Top of Supplied information

//! # RocksDB Storage Adapter
//!
//! Persistent [`KeyValueStore`] for channel state.
//!
//! All ICS-24 paths live in the default column family; keys are the path
//! strings, so `channelEnds/...`, `commitments/...` and friends stay
//! prefix-scannable. Batches go through one `WriteBatch`.

use parking_lot::RwLock;
use rocksdb::{Options, WriteBatch, WriteOptions, DB};
use std::sync::Arc;

use crate::domain::StoreError;
use crate::ports::{BatchOperation, KeyValueStore};

/// RocksDB configuration.
#[derive(Debug, Clone)]
pub struct RocksDbConfig {
    /// Path to the database directory
    pub path: String,
    /// Block cache size in bytes (default: 64MB)
    pub block_cache_size: usize,
    /// Write buffer size in bytes (default: 32MB)
    pub write_buffer_size: usize,
    /// Enable fsync after each write (default: true for durability)
    pub sync_writes: bool,
}

impl Default for RocksDbConfig {
    fn default() -> Self {
        Self {
            path: "./data/ibc-channel".to_string(),
            block_cache_size: 64 * 1024 * 1024,  // 64MB
            write_buffer_size: 32 * 1024 * 1024, // 32MB
            sync_writes: true,
        }
    }
}

impl RocksDbConfig {
    /// Create config for testing (small buffers, no sync)
    pub fn for_testing(path: impl Into<String>) -> Self {
        Self {
            path: path.into(),
            block_cache_size: 8 * 1024 * 1024,  // 8MB
            write_buffer_size: 4 * 1024 * 1024, // 4MB
            sync_writes: false,
        }
    }
}

/// RocksDB-backed key-value store.
pub struct RocksDbStore {
    db: Arc<RwLock<DB>>,
    config: RocksDbConfig,
}

fn io_error(op: &str, e: rocksdb::Error) -> StoreError {
    StoreError::Io(format!("RocksDB {} failed: {}", op, e))
}

impl RocksDbStore {
    /// Open or create a database.
    pub fn open(config: RocksDbConfig) -> Result<Self, StoreError> {
        let mut opts = Options::default();
        opts.create_if_missing(true);
        opts.set_write_buffer_size(config.write_buffer_size);
        opts.set_compression_type(rocksdb::DBCompressionType::Snappy);

        let mut block_opts = rocksdb::BlockBasedOptions::default();
        block_opts.set_bloom_filter(10.0, false);
        block_opts.set_block_cache(&rocksdb::Cache::new_lru_cache(config.block_cache_size));
        opts.set_block_based_table_factory(&block_opts);

        let db = DB::open(&opts, &config.path).map_err(|e| io_error("open", e))?;
        tracing::info!("[qc-15] 💾 Channel store opened at {}", config.path);

        Ok(Self {
            db: Arc::new(RwLock::new(db)),
            config,
        })
    }

    fn write_options(&self) -> WriteOptions {
        let mut write_opts = WriteOptions::default();
        write_opts.set_sync(self.config.sync_writes);
        write_opts
    }
}

impl KeyValueStore for RocksDbStore {
    fn get(&self, key: &[u8]) -> Result<Option<Vec<u8>>, StoreError> {
        let db = self.db.read();
        db.get(key).map_err(|e| io_error("get", e))
    }

    fn put(&mut self, key: &[u8], value: &[u8]) -> Result<(), StoreError> {
        let db = self.db.write();
        db.put_opt(key, value, &self.write_options())
            .map_err(|e| io_error("put", e))
    }

    fn delete(&mut self, key: &[u8]) -> Result<(), StoreError> {
        let db = self.db.write();
        db.delete_opt(key, &self.write_options())
            .map_err(|e| io_error("delete", e))
    }

    fn atomic_batch_write(&mut self, operations: Vec<BatchOperation>) -> Result<(), StoreError> {
        let db = self.db.write();
        let mut batch = WriteBatch::default();

        for op in operations {
            match op {
                BatchOperation::Put { key, value } => batch.put(&key, &value),
                BatchOperation::Delete { key } => batch.delete(&key),
            }
        }

        db.write_opt(batch, &self.write_options())
            .map_err(|e| io_error("batch write", e))
    }

    fn exists(&self, key: &[u8]) -> Result<bool, StoreError> {
        let db = self.db.read();
        db.get_pinned(key)
            .map(|v| v.is_some())
            .map_err(|e| io_error("exists check", e))
    }
}

#[cfg(test)]
mod tests {
    use super::*;

    #[test]
    fn test_rocksdb_batch_roundtrip() {
        let dir = tempfile::tempdir().unwrap();
        let path = dir.path().to_string_lossy().to_string();
        let mut store = RocksDbStore::open(RocksDbConfig::for_testing(path)).unwrap();

        store
            .atomic_batch_write(vec![
                BatchOperation::put(b"nextChannelSequence".to_vec(), 1u64.to_be_bytes().to_vec()),
                BatchOperation::put(b"channelEnds/ports/transfer/channels/channel-0".to_vec(), vec![1]),
            ])
            .unwrap();
        assert!(store.exists(b"nextChannelSequence").unwrap());

        store
            .atomic_batch_write(vec![BatchOperation::delete(b"nextChannelSequence".to_vec())])
            .unwrap();
        assert_eq!(store.get(b"nextChannelSequence").unwrap(), None);
        assert_eq!(
            store
                .get(b"channelEnds/ports/transfer/channels/channel-0")
                .unwrap(),
            Some(vec![1])
        );
    }
}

Bottom of Supplied information

* Task directions
Check the data for the word "true" and pull out the lines that have it.

* Response box
    /// Enable fsync after each write (default: true for durability)
            sync_writes: true,
        opts.create_if_missing(true);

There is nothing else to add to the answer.